Pediatr Radiol. 1997 Feb;27(2):119-23. doi: 10.1007/s002470050081.
The effect of various air gaps on computed radiographic musculoskeletal images was investigated using a knee phantom. Scatter to primary radiation ratios were measured using the beam stop method at air gaps ranging from 0 to 30 in. (0-762-mm). Bony trabecular sharpness, line pair resolution, quantum mottle and visualization of low-contrast beads in the soft tissues were evaluated. A significant reduction of scatter to primary radiation ratio, from a value of almost 1 at table top to about 0.4 at 10-in. (254-mm) air gap and about 0.2 at 25-in. (635-mm) air gap placement of the computed radiography (CR) imaging plate, was obtained. A progressive improvement in bony trabecular sharpness and line pair resolution, compared with the table top and Bucky images was observed on 10-in. (254-mm) through 25-in. (635-mm) air gap images. Sharpness of the bony trabeculae and line pair resolution were best on the 25-in. (635-mm) air gap images. The skin entrance radiation dose does not have to be increased for air gap digital radiography. The radiographic noise or quantum mottle is highest on the Bucky image, higher on air gap images and minimal on the table top images, despite a high scatter to primary radiation ratio at the table top. The lower quantum mottle on the table top images allowed for maximal visualization of low contrast densities in the soft tissues. Air gap radiography further improves musculoskeletal computed imaging by reducing the scatter to primary radiation ratio without an increase in the skin entrance dose. For significant reduction of the scatter to primary radiation ratio and best evaluation of line pair spatial resolution and bony trabeculae, a 25-in. (635-mm) air gap with digital radiography would be optimal. For evaluation of low contrast densities in the soft tissues, table top placement would be the technique of choice.

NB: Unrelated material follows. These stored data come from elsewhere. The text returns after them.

//! Sina Finance quote-feed client.
//!
//! The feed speaks GBK-encoded JavaScript assignments and requires a
//! finance.sina.com.cn Referer; responses are decoded and handed to the
//! positional parser for the requested market.

use crate::parse::sina::parse_feed;
use crate::types::{FeedQuote, Market};
use anyhow::bail;
use encoding_rs::GBK;
use reqwest::Client;
use std::collections::HashMap;
use tracing::{debug, warn};

const REFERER: &str = "https://finance.sina.com.cn";
const USER_AGENT: &str = "Mozilla/5.0 (Windows NT 10.0; Win64; x64) AppleWebKit/537.36";

/// A-share index mapping (display symbol -> feed code).
pub const A_SHARE_INDEX_CODES: &[(&str, &str)] = &[
    ("000001.SH", "s_sh000001"),
    ("399001.SZ", "s_sz399001"),
    ("399006.SZ", "s_sz399006"),
];

/// A-share equity mapping (exchange code -> feed code).
pub const A_SHARE_STOCK_CODES: &[(&str, &str)] = &[
    ("600519", "sh600519"),
    ("000858", "sz000858"),
    ("601318", "sh601318"),
    ("300750", "sz300750"),
    ("600036", "sh600036"),
    ("601899", "sh601899"),
    ("600030", "sh600030"),
    ("000001", "sz000001"),
    ("600900", "sh600900"),
    ("601012", "sh601012"),
];

/// Hong Kong index mapping.
pub const HK_INDEX_CODES: &[(&str, &str)] = &[("HSI", "rt_hkHSI"), ("HSTECH", "rt_hkHSTECH")];

/// Hong Kong equity mapping.
pub const HK_STOCK_CODES: &[(&str, &str)] = &[
    ("00700", "rt_hk00700"),
    ("09988", "rt_hk09988"),
    ("03690", "rt_hk03690"),
    ("01810", "rt_hk01810"),
    ("09618", "rt_hk09618"),
    ("00005", "rt_hk00005"),
    ("02318", "rt_hk02318"),
    ("01024", "rt_hk01024"),
    ("09999", "rt_hk09999"),
    ("02020", "rt_hk02020"),
];

/// Resolve a display symbol to its feed code. Symbols already in feed form
/// (or not in the tables) pass through unchanged.
pub fn feed_code(symbol: &str, market: Market) -> &str {
    let tables: [&[(&str, &str)]; 2] = match market {
        Market::HongKong => [HK_INDEX_CODES, HK_STOCK_CODES],
        _ => [A_SHARE_INDEX_CODES, A_SHARE_STOCK_CODES],
    };
    for table in tables {
        if let Some((_, code)) = table.iter().find(|(display, _)| *display == symbol) {
            return code;
        }
    }
    symbol
}

/// Sina quote-feed REST client.
#[derive(Clone)]
pub struct SinaFeedClient {
    client: Client,
    base_url: String,
}

impl SinaFeedClient {
    /// Create a new feed client.
    pub fn new(base_url: impl Into<String>) -> Self {
        let client = Client::builder()
            .user_agent(USER_AGENT)
            .build()
            .unwrap_or_else(|_| Client::new());

        Self {
            client,
            base_url: base_url.into(),
        }
    }

    /// Fetch and parse one batch of quotes.
    ///
    /// `symbols` is a comma-separated list; display symbols are resolved to
    /// feed codes first. A response with no parseable records is an error,
    /// while individual empty records come back as explicit `None` entries.
    pub async fn fetch_quotes(
        &self,
        symbols: &str,
        market: Market,
    ) -> anyhow::Result<HashMap<String, Option<FeedQuote>>> {
        let codes: Vec<&str> = symbols
            .split(',')
            .map(str::trim)
            .filter(|s| !s.is_empty())
            .map(|s| feed_code(s, market))
            .collect();
        if codes.is_empty() {
            bail!("No symbols requested");
        }

        let url = format!("{}/list={}", self.base_url, codes.join(","));
        let response = self
            .client
            .get(&url)
            .header("Referer", REFERER)
            .send()
            .await?;

        if !response.status().is_success() {
            let status = response.status();
            warn!("Sina feed returned {}", status);
            bail!("Sina feed error: {}", status);
        }

        let bytes = response.bytes().await?;
        let (text, _, _) = GBK.decode(&bytes);

        let quotes = parse_feed(&text, market);
        if quotes.is_empty() {
            bail!("No quotes in feed response");
        }

        debug!("Fetched {} quote records from Sina", quotes.len());
        Ok(quotes)
    }
}
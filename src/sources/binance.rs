//! Binance REST client for 24-hour crypto tickers.

use crate::parse::ticker::{normalize, sort_by_volume, BinanceTicker};
use crate::types::CryptoQuote;
use anyhow::bail;
use futures_util::future::join_all;
use reqwest::Client;
use tracing::{debug, warn};

/// Supported trading pairs (display symbol, Binance pair, full name).
pub const CRYPTO_PAIRS: &[(&str, &str, &str)] = &[
    ("BTC", "BTCUSDT", "Bitcoin"),
    ("ETH", "ETHUSDT", "Ethereum"),
    ("BNB", "BNBUSDT", "BNB"),
    ("SOL", "SOLUSDT", "Solana"),
    ("XRP", "XRPUSDT", "XRP"),
    ("ADA", "ADAUSDT", "Cardano"),
    ("DOGE", "DOGEUSDT", "Dogecoin"),
    ("AVAX", "AVAXUSDT", "Avalanche"),
    ("DOT", "DOTUSDT", "Polkadot"),
    ("LINK", "LINKUSDT", "Chainlink"),
];

/// Look up a supported pair by display symbol (case-insensitive).
pub fn lookup_pair(symbol: &str) -> Option<(&'static str, &'static str, &'static str)> {
    let upper = symbol.to_uppercase();
    CRYPTO_PAIRS
        .iter()
        .find(|(display, _, _)| *display == upper)
        .copied()
}

/// Binance REST client.
#[derive(Clone)]
pub struct BinanceClient {
    client: Client,
    base_url: String,
}

impl BinanceClient {
    /// Create a new Binance client.
    pub fn new(base_url: impl Into<String>) -> Self {
        Self {
            client: Client::new(),
            base_url: base_url.into(),
        }
    }

    /// Fetch the 24hr ticker for one supported symbol.
    pub async fn fetch_ticker(&self, pair: &str) -> anyhow::Result<BinanceTicker> {
        let url = format!("{}/ticker/24hr?symbol={}", self.base_url, pair);
        let response = self.client.get(&url).send().await?;

        if !response.status().is_success() {
            bail!("Binance API error for {}: {}", pair, response.status());
        }

        Ok(response.json().await?)
    }

    /// Fetch normalized quotes for the requested symbols, or for every
    /// supported pair when `symbols` is absent.
    ///
    /// Unknown symbols are dropped up front; a request that names none of
    /// the supported pairs is an error. Per-symbol fetch failures are logged
    /// and skipped, but a batch where every fetch failed is an error.
    pub async fn fetch_quotes(&self, symbols: Option<&str>) -> anyhow::Result<Vec<CryptoQuote>> {
        let requested: Vec<(&str, &str, &str)> = match symbols {
            Some(list) => list
                .split(',')
                .map(str::trim)
                .filter_map(lookup_pair)
                .collect(),
            None => CRYPTO_PAIRS.to_vec(),
        };
        if requested.is_empty() {
            bail!("No valid symbols provided");
        }

        let fetches = requested.iter().map(|(display, pair, name)| async move {
            match self.fetch_ticker(pair).await {
                Ok(ticker) => Some(normalize(&ticker, display, name)),
                Err(e) => {
                    warn!("Failed to fetch {}: {}", pair, e);
                    None
                }
            }
        });

        let quotes: Vec<CryptoQuote> = join_all(fetches).await.into_iter().flatten().collect();
        if quotes.is_empty() {
            bail!("No data received from Binance API");
        }

        debug!("Fetched {} crypto quotes from Binance", quotes.len());
        Ok(sort_by_volume(quotes))
    }
}
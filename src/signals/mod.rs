//! Technical-analysis pipeline: indicators, classification, prediction.

pub mod analysis;
pub mod indicators;
pub mod predictor;

pub use predictor::{generate_signal, predict, HISTORY_LEN};
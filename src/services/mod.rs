//! Long-lived application services.

pub mod watchlist;

pub use watchlist::WatchlistStore;
pub mod crypto;
pub mod health;
pub mod signals;
pub mod stock;
pub mod watchlist;

use crate::AppState;
use axum::Router;

/// Create the API router.
pub fn router() -> Router<AppState> {
    Router::new()
        .merge(health::router())
        .nest("/api/stock", stock::router())
        .nest("/api/crypto", crypto::router())
        .nest("/api/signals", signals::router())
        .nest("/api/watchlist", watchlist::router())
}
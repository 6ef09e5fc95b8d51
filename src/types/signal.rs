use serde::{Deserialize, Serialize};

/// Moving-average trend direction.
#[derive(Debug, Clone, Copy, PartialEq, Eq, Serialize, Deserialize)]
#[serde(rename_all = "UPPERCASE")]
pub enum Trend {
    Up,
    Down,
    Neutral,
}

/// Momentum strength relative to the prevailing trend.
#[derive(Debug, Clone, Copy, PartialEq, Eq, Serialize, Deserialize)]
#[serde(rename_all = "UPPERCASE")]
pub enum Momentum {
    Strong,
    Moderate,
    Weak,
}

/// Trading recommendation.
#[derive(Debug, Clone, Copy, PartialEq, Eq, Serialize, Deserialize)]
#[serde(rename_all = "UPPERCASE")]
pub enum TradeSignal {
    Buy,
    Sell,
    Hold,
}

/// Derived indicator snapshot, recomputed per prediction request.
#[derive(Debug, Clone, PartialEq, Serialize, Deserialize)]
#[serde(rename_all = "camelCase")]
pub struct IndicatorSet {
    pub sma5: f64,
    pub sma10: f64,
    pub sma20: f64,
    pub rsi: f64,
    pub trend: Trend,
    pub momentum: Momentum,
}

/// One-step-ahead price prediction with its supporting indicators.
#[derive(Debug, Clone, PartialEq, Serialize, Deserialize)]
#[serde(rename_all = "camelCase")]
pub struct Prediction {
    pub symbol: String,
    pub name: String,
    pub current_price: f64,
    pub predicted_price: f64,
    /// Predicted absolute price change.
    pub price_change: f64,
    /// Predicted percent change.
    pub change_percent: f64,
    /// Confidence score, clamped to 30-95.
    pub confidence: u8,
    pub signal: TradeSignal,
    pub reason: String,
    pub indicators: IndicatorSet,
}
use std::env;

/// Application configuration.
#[derive(Debug, Clone)]
pub struct Config {
    /// Server host address.
    pub host: String,
    /// Server port.
    pub port: u16,
    /// Sina quote-feed base URL.
    pub sina_feed_url: String,
    /// Binance REST API base URL.
    pub binance_api_url: String,
    /// Watchlist persistence file path.
    pub watchlist_path: String,
}

impl Config {
    /// Load configuration from environment variables.
    pub fn from_env() -> Self {
        Self {
            host: env::var("HOST").unwrap_or_else(|_| "0.0.0.0".to_string()),
            port: env::var("PORT")
                .ok()
                .and_then(|p| p.parse().ok())
                .unwrap_or(3001),
            sina_feed_url: env::var("SINA_FEED_URL")
                .unwrap_or_else(|_| "https://hq.sinajs.cn".to_string()),
            binance_api_url: env::var("BINANCE_API_URL")
                .unwrap_or_else(|_| "https://api.binance.com/api/v3".to_string()),
            watchlist_path: env::var("WATCHLIST_PATH")
                .unwrap_or_else(|_| ".spyglass_watchlist.json".to_string()),
        }
    }
}

impl Default for Config {
    fn default() -> Self {
        Self::from_env()
    }
}
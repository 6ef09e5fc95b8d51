use axum::{
    http::StatusCode,
    response::{IntoResponse, Response},
    Json,
};
use serde_json::json;
use thiserror::Error;

/// Application error types.
#[derive(Error, Debug)]
pub enum AppError {
    #[error("Not found: {0}")]
    NotFound(String),

    #[error("Bad request: {0}")]
    BadRequest(String),

    #[error("Internal error: {0}")]
    Internal(String),

    #[error("External API error: {0}")]
    ExternalApi(String),
}

impl IntoResponse for AppError {
    fn into_response(self) -> Response {
        let (status, message) = match &self {
            AppError::NotFound(msg) => (StatusCode::NOT_FOUND, msg.clone()),
            AppError::BadRequest(msg) => (StatusCode::BAD_REQUEST, msg.clone()),
            AppError::Internal(msg) => (StatusCode::INTERNAL_SERVER_ERROR, msg.clone()),
            AppError::ExternalApi(msg) => (StatusCode::BAD_GATEWAY, msg.clone()),
        };

        let body = Json(json!({
            "error": message,
            "status": status.as_u16(),
        }));

        (status, body).into_response()
    }
}

pub type Result<T> = std::result::Result<T, AppError>;
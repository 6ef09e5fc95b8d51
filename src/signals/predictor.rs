//! Trading-signal generation and one-step price projection.

use crate::parse::round_to;
use crate::signals::analysis::{classify_momentum, classify_trend};
use crate::signals::indicators::{ema, rsi, sma, RSI_PERIOD};
use crate::types::{IndicatorSet, Momentum, Prediction, TradeSignal, Trend};
use rand::Rng;

/// Conceptual price-history window length. Shorter windows are discarded
/// and re-synthesized so the indicator math always sees a full window.
pub const HISTORY_LEN: usize = 20;

const HOLD_REASON: &str = "Range-bound market, hold";

/// Generate a prediction for one instrument.
///
/// `history` is the preferred price window (oldest first); when it is absent
/// or shorter than [`HISTORY_LEN`] a deterministic-length synthetic window
/// anchored to the current price is used instead. The result is a pure
/// function of the inputs apart from the synthetic-window noise.
pub fn predict(symbol: &str, name: &str, price: f64, history: Option<&[f64]>) -> Prediction {
    let prices: Vec<f64> = match history {
        Some(h) if h.len() >= HISTORY_LEN => h.to_vec(),
        _ => synthesize_history(price, HISTORY_LEN),
    };

    let sma5 = sma(&prices, 5);
    let sma10 = sma(&prices, 10);
    let sma20 = sma(&prices, 20);
    let rsi_value = rsi(&prices, RSI_PERIOD);

    let trend = classify_trend(sma5, sma10, sma20);
    let momentum = classify_momentum(rsi_value, trend);

    let (signal, confidence, reason) = generate_signal(rsi_value, trend, price, sma5, sma20);

    let predicted_price = project_price(&prices, price, trend, momentum);
    let price_change = predicted_price - price;
    let change_percent = if price == 0.0 {
        0.0
    } else {
        price_change / price * 100.0
    };

    let digits = if price > 100.0 { 2 } else { 4 };

    Prediction {
        symbol: symbol.to_string(),
        name: name.to_string(),
        current_price: price,
        predicted_price: round_to(predicted_price, digits),
        price_change: round_to(price_change, digits),
        change_percent: round_to(change_percent, 2),
        confidence,
        signal,
        reason,
        indicators: IndicatorSet {
            sma5: round_to(sma5, 2),
            sma10: round_to(sma10, 2),
            sma20: round_to(sma20, 2),
            rsi: round_to(rsi_value, 1),
            trend,
            momentum,
        },
    }
}

/// Evaluate the signal rules in fixed priority order.
///
/// Confidence starts at 50, accumulates additively and is clamped to
/// [30, 95] at the end.
pub fn generate_signal(
    rsi: f64,
    trend: Trend,
    price: f64,
    sma5: f64,
    sma20: f64,
) -> (TradeSignal, u8, String) {
    let mut signal = TradeSignal::Hold;
    let mut confidence: i32 = 50;
    let mut reasons: Vec<&str> = Vec::new();

    if rsi < 30.0 {
        signal = TradeSignal::Buy;
        confidence += 20;
        reasons.push("RSI oversold");
    } else if rsi > 70.0 {
        signal = TradeSignal::Sell;
        confidence += 20;
        reasons.push("RSI overbought");
    }

    if sma5 > sma20 && price > sma5 {
        if signal != TradeSignal::Sell {
            signal = TradeSignal::Buy;
            confidence += 15;
            reasons.push("golden cross");
        }
    } else if sma5 < sma20 && price < sma5 && signal != TradeSignal::Buy {
        signal = TradeSignal::Sell;
        confidence += 15;
        reasons.push("death cross");
    }

    if trend == Trend::Up && signal == TradeSignal::Buy {
        confidence += 10;
        reasons.push("uptrend");
    } else if trend == Trend::Down && signal == TradeSignal::Sell {
        confidence += 10;
        reasons.push("downtrend");
    }

    if price > sma20 && signal == TradeSignal::Buy {
        confidence += 5;
    } else if price < sma20 && signal == TradeSignal::Sell {
        confidence += 5;
    }

    let confidence = confidence.clamp(30, 95) as u8;
    let reason = if reasons.is_empty() {
        HOLD_REASON.to_string()
    } else {
        reasons.join(", ")
    };

    (signal, confidence, reason)
}

/// Project the next price from the short EMA and the mean per-step return,
/// scaled by a signed trend/momentum multiplier.
fn project_price(prices: &[f64], price: f64, trend: Trend, momentum: Momentum) -> f64 {
    if prices.len() < 5 || price == 0.0 {
        return price;
    }

    let ema5 = ema(prices, 5);

    let mut returns = Vec::with_capacity(prices.len() - 1);
    for pair in prices.windows(2) {
        if pair[0] != 0.0 {
            returns.push((pair[1] - pair[0]) / pair[0]);
        }
    }
    if returns.is_empty() {
        return price;
    }
    let avg_return: f64 = returns.iter().sum::<f64>() / returns.len() as f64;

    let magnitude = match momentum {
        Momentum::Strong => 1.5,
        Momentum::Moderate => 1.0,
        Momentum::Weak => 0.5,
    };
    let trend_multiplier = match trend {
        Trend::Up => magnitude,
        Trend::Down => -magnitude,
        Trend::Neutral => 0.0,
    };

    let predicted_change = avg_return * trend_multiplier + (ema5 - price) / price * 0.3;
    price * (1.0 + predicted_change)
}

/// Synthesize a history window anchored to the current price: start slightly
/// below it, apply per-step multiplicative noise with a mild upward bias,
/// and force the final sample to the current price exactly.
fn synthesize_history(price: f64, len: usize) -> Vec<f64> {
    let mut rng = rand::thread_rng();
    let mut current = price * (1.0 - 0.05 * rng.gen::<f64>());

    let mut prices = Vec::with_capacity(len);
    for _ in 0..len {
        let step = (rng.gen::<f64>() - 0.48) * 0.02 * current;
        current += step;
        prices.push(current);
    }
    if let Some(last) = prices.last_mut() {
        *last = price;
    }
    prices
}
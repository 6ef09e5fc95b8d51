//! Proxy endpoint for Binance crypto quotes.

use crate::error::{AppError, Result};
use crate::sources::binance::lookup_pair;
use crate::types::CryptoQuote;
use crate::AppState;
use axum::{
    extract::{Query, State},
    routing::get,
    Json, Router,
};
use serde::{Deserialize, Serialize};
use tracing::error;

#[derive(Debug, Deserialize)]
pub struct CryptoQuery {
    symbols: Option<String>,
}

#[derive(Debug, Serialize)]
pub struct CryptoResponse {
    pub data: Vec<CryptoQuote>,
    pub timestamp: i64,
}

/// GET /?symbols=BTC,ETH
///
/// Omitting `symbols` returns every supported pair. The response is sorted
/// by 24h notional volume descending.
async fn get_quotes(
    State(state): State<AppState>,
    Query(query): Query<CryptoQuery>,
) -> Result<Json<CryptoResponse>> {
    // Reject requests that name only unsupported symbols before any fetch.
    if let Some(ref symbols) = query.symbols {
        let any_known = symbols
            .split(',')
            .map(str::trim)
            .any(|s| lookup_pair(s).is_some());
        if !any_known {
            return Err(AppError::BadRequest("No valid symbols provided".to_string()));
        }
    }

    let data = state
        .binance_client
        .fetch_quotes(query.symbols.as_deref())
        .await
        .map_err(|e| {
            error!("Crypto API error: {}", e);
            AppError::Internal("Failed to fetch crypto data".to_string())
        })?;

    Ok(Json(CryptoResponse {
        data,
        timestamp: chrono::Utc::now().timestamp_millis(),
    }))
}

pub fn router() -> Router<AppState> {
    Router::new().route("/", get(get_quotes))
}
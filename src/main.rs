use spyglass::{api, config::Config, AppState};
use tower_http::cors::{Any, CorsLayer};
use tower_http::trace::TraceLayer;
use tracing::info;
use tracing_subscriber::{layer::SubscriberExt, util::SubscriberInitExt};

#[tokio::main]
async fn main() -> anyhow::Result<()> {
    // Load environment variables
    dotenvy::dotenv().ok();

    // Initialize tracing
    tracing_subscriber::registry()
        .with(
            tracing_subscriber::EnvFilter::try_from_default_env()
                .unwrap_or_else(|_| "spyglass=debug,tower_http=debug".into()),
        )
        .with(tracing_subscriber::fmt::layer())
        .init();

    let config = Config::from_env();
    info!("Starting Spyglass server on {}:{}", config.host, config.port);

    let state = AppState::from_config(config);

    let cors = CorsLayer::new()
        .allow_origin(Any)
        .allow_methods(Any)
        .allow_headers(Any);

    let app = axum::Router::new()
        .merge(api::router())
        .layer(cors)
        .layer(TraceLayer::new_for_http())
        .with_state(state.clone());

    let addr = format!("{}:{}", state.config.host, state.config.port);
    let listener = tokio::net::TcpListener::bind(&addr).await?;
    info!("Spyglass server listening on {}", addr);

    axum::serve(listener, app).await?;

    Ok(())
}
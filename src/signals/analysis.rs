//! Trend and momentum classification from indicator values.

use crate::types::{Momentum, Trend};

/// Classify the trend from the three moving averages.
///
/// Strict ordering only: equal neighbors are NEUTRAL, not a tolerance match.
pub fn classify_trend(sma5: f64, sma10: f64, sma20: f64) -> Trend {
    if sma5 > sma10 && sma10 > sma20 {
        Trend::Up
    } else if sma5 < sma10 && sma10 < sma20 {
        Trend::Down
    } else {
        Trend::Neutral
    }
}

/// Classify momentum strength from RSI in the context of the trend.
pub fn classify_momentum(rsi: f64, trend: Trend) -> Momentum {
    match trend {
        Trend::Up => {
            if rsi > 60.0 {
                Momentum::Strong
            } else if rsi > 45.0 {
                Momentum::Moderate
            } else {
                Momentum::Weak
            }
        }
        Trend::Down => {
            if rsi < 40.0 {
                Momentum::Strong
            } else if rsi < 55.0 {
                Momentum::Moderate
            } else {
                Momentum::Weak
            }
        }
        Trend::Neutral => Momentum::Moderate,
    }
}
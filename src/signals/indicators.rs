//! Moving averages and the relative strength index.
//!
//! All functions take an ordered price history, oldest first, and degrade
//! gracefully on short input instead of failing.

/// Default RSI lookback period.
pub const RSI_PERIOD: usize = 14;

/// Simple moving average over the trailing `period` samples.
///
/// Fewer than `period` samples degrades to the most recent sample.
pub fn sma(prices: &[f64], period: usize) -> f64 {
    if prices.len() < period {
        return prices.last().copied().unwrap_or(0.0);
    }
    prices[prices.len() - period..].iter().sum::<f64>() / period as f64
}

/// Exponential moving average: SMA seed over the first `period` samples,
/// then multiplier `2/(period+1)` applied forward.
pub fn ema(prices: &[f64], period: usize) -> f64 {
    if prices.len() < period {
        return prices.last().copied().unwrap_or(0.0);
    }

    let multiplier = 2.0 / (period as f64 + 1.0);
    let mut ema = prices[..period].iter().sum::<f64>() / period as f64;
    for price in &prices[period..] {
        ema = (price - ema) * multiplier + ema;
    }
    ema
}

/// Wilder-smoothed RSI.
///
/// Fewer than `period + 1` samples returns the neutral 50. A window with
/// gains but no losses after convergence returns 100; a fully flat window
/// (no gains and no losses) is "no signal" and also returns the neutral 50.
/// Those are distinct degenerate states and must stay separate.
pub fn rsi(prices: &[f64], period: usize) -> f64 {
    if prices.len() < period + 1 {
        return 50.0;
    }

    let mut gains = 0.0;
    let mut losses = 0.0;
    for i in 1..=period {
        let change = prices[i] - prices[i - 1];
        if change > 0.0 {
            gains += change;
        } else {
            losses += -change;
        }
    }

    let mut avg_gain = gains / period as f64;
    let mut avg_loss = losses / period as f64;

    for i in period + 1..prices.len() {
        let change = prices[i] - prices[i - 1];
        if change > 0.0 {
            avg_gain = (avg_gain * (period - 1) as f64 + change) / period as f64;
            avg_loss = (avg_loss * (period - 1) as f64) / period as f64;
        } else {
            avg_gain = (avg_gain * (period - 1) as f64) / period as f64;
            avg_loss = (avg_loss * (period - 1) as f64 + change.abs()) / period as f64;
        }
    }

    if avg_loss == 0.0 {
        if avg_gain == 0.0 {
            return 50.0;
        }
        return 100.0;
    }

    let rs = avg_gain / avg_loss;
    100.0 - (100.0 / (1.0 + rs))
}

#[cfg(test)]
mod tests {
    use super::*;

    #[test]
    fn test_sma_constant_sequence() {
        let prices = vec![42.0; 20];
        assert_eq!(sma(&prices, 5), 42.0);
        assert_eq!(sma(&prices, 10), 42.0);
        assert_eq!(sma(&prices, 20), 42.0);
    }

    #[test]
    fn test_sma_trailing_window() {
        let prices = vec![1.0, 2.0, 3.0, 4.0, 5.0, 6.0];
        assert_eq!(sma(&prices, 3), 5.0);
    }

    #[test]
    fn test_sma_short_input_degrades_to_last_sample() {
        let prices = vec![10.0, 20.0, 30.0];
        assert_eq!(sma(&prices, 5), 30.0);
        assert_eq!(sma(&[], 5), 0.0);
    }

    #[test]
    fn test_ema_constant_sequence() {
        let prices = vec![7.5; 20];
        assert!((ema(&prices, 5) - 7.5).abs() < 1e-12);
    }

    #[test]
    fn test_ema_weights_recent_prices() {
        let mut prices = vec![100.0; 15];
        prices.extend_from_slice(&[110.0, 112.0, 114.0, 116.0, 118.0]);

        let e = ema(&prices, 5);
        let s = sma(&prices, 20);
        assert!(e > s, "EMA {} should exceed the full-window SMA {}", e, s);
    }

    #[test]
    fn test_ema_short_input_degrades_to_last_sample() {
        assert_eq!(ema(&[3.0, 4.0], 5), 4.0);
    }

    #[test]
    fn test_rsi_short_input_is_neutral() {
        let prices: Vec<f64> = (0..14).map(|i| 100.0 + i as f64).collect();
        assert_eq!(rsi(&prices, RSI_PERIOD), 50.0);
    }

    #[test]
    fn test_rsi_strictly_increasing_approaches_100() {
        let prices: Vec<f64> = (0..30).map(|i| 100.0 + i as f64 * 2.0).collect();
        assert_eq!(rsi(&prices, RSI_PERIOD), 100.0);
    }

    #[test]
    fn test_rsi_strictly_decreasing_approaches_0() {
        let prices: Vec<f64> = (0..30).map(|i| 200.0 - i as f64 * 2.0).collect();
        let value = rsi(&prices, RSI_PERIOD);
        assert!(value < 5.0, "RSI of a steady decline should be near 0, got {}", value);
    }

    #[test]
    fn test_rsi_flat_sequence_is_neutral_not_overbought() {
        let prices = vec![100.0; 20];
        assert_eq!(rsi(&prices, RSI_PERIOD), 50.0);
    }

    #[test]
    fn test_rsi_gains_without_losses_is_100() {
        // Flat early window, then pure gains: avg loss decays to zero while
        // avg gain stays positive.
        let mut prices = vec![100.0; 10];
        prices.extend((0..10).map(|i| 100.0 + (i + 1) as f64));
        assert_eq!(rsi(&prices, RSI_PERIOD), 100.0);
    }

    #[test]
    fn test_rsi_bounded() {
        let prices = vec![
            100.0, 101.5, 99.8, 102.3, 103.1, 101.0, 104.2, 103.5, 105.0, 104.1, 106.3, 105.8,
            107.2, 106.0, 108.5, 107.9, 109.1, 108.2, 110.4, 109.7,
        ];
        let value = rsi(&prices, RSI_PERIOD);
        assert!((0.0..=100.0).contains(&value));
    }
}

使用膝关节模型研究了不同空气间隙对计算机X线摄影肌肉骨骼图像的影响。在0至30英寸(0 - 762毫米)的空气间隙下,采用射束阻挡法测量散射与一次辐射的比率。评估了骨小梁清晰度、线对分辨率、量子斑点以及软组织中低对比度珠子的可视化情况。散射与一次辐射的比率显著降低,从台面时的近1降至计算机X线摄影(CR)成像板在10英寸(254毫米)空气间隙时的约0.4以及在25英寸(635毫米)空气间隙时的约0.2。与台面和滤线栅图像相比,在10英寸(254毫米)至25英寸(635毫米)空气间隙的图像上观察到骨小梁清晰度和线对分辨率有逐步改善。骨小梁清晰度和线对分辨率在25英寸(635毫米)空气间隙的图像上最佳。空气间隙数字X线摄影无需增加皮肤入射辐射剂量。尽管台面处散射与一次辐射的比率较高,但滤线栅图像上的射线照相噪声或量子斑点最高,空气间隙图像上较高,台面图像上最小。台面图像上较低的量子斑点使得软组织中低对比度密度能够最大程度地可视化。空气间隙X线摄影通过降低散射与一次辐射的比率进一步改善了肌肉骨骼计算机成像,且不增加皮肤入射剂量。为了显著降低散射与一次辐射的比率并最佳评估线对空间分辨率和骨小梁,25英寸(635毫米)空气间隙的数字X线摄影将是最佳选择。对于评估软组织中的低对比度密度,台面放置将是首选技术。